- What is needed: Look through the entries below and report every line that has "error".
### Record set ###
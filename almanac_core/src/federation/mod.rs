//! Inbound federation: events pushed by registered peer nodes.
//!
//! Payloads are parsed into a typed [`payload::FederatedEvent`] at the
//! boundary. The sync path then matches on federation URI, shares
//! place/organization resolution with direct ingestion and runs under the
//! same idempotency coordinator.

mod error;
pub mod nodes;
pub mod payload;
pub mod sync;

pub use error::{Error, Result};
pub use nodes::{NodeRegistration, NodeRegistry};
pub use payload::{EntityRef, FederatedEvent};
pub use sync::{FederationSync, SyncResult};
###
- Finished task:
mod error;
pub use error::{Error, Result};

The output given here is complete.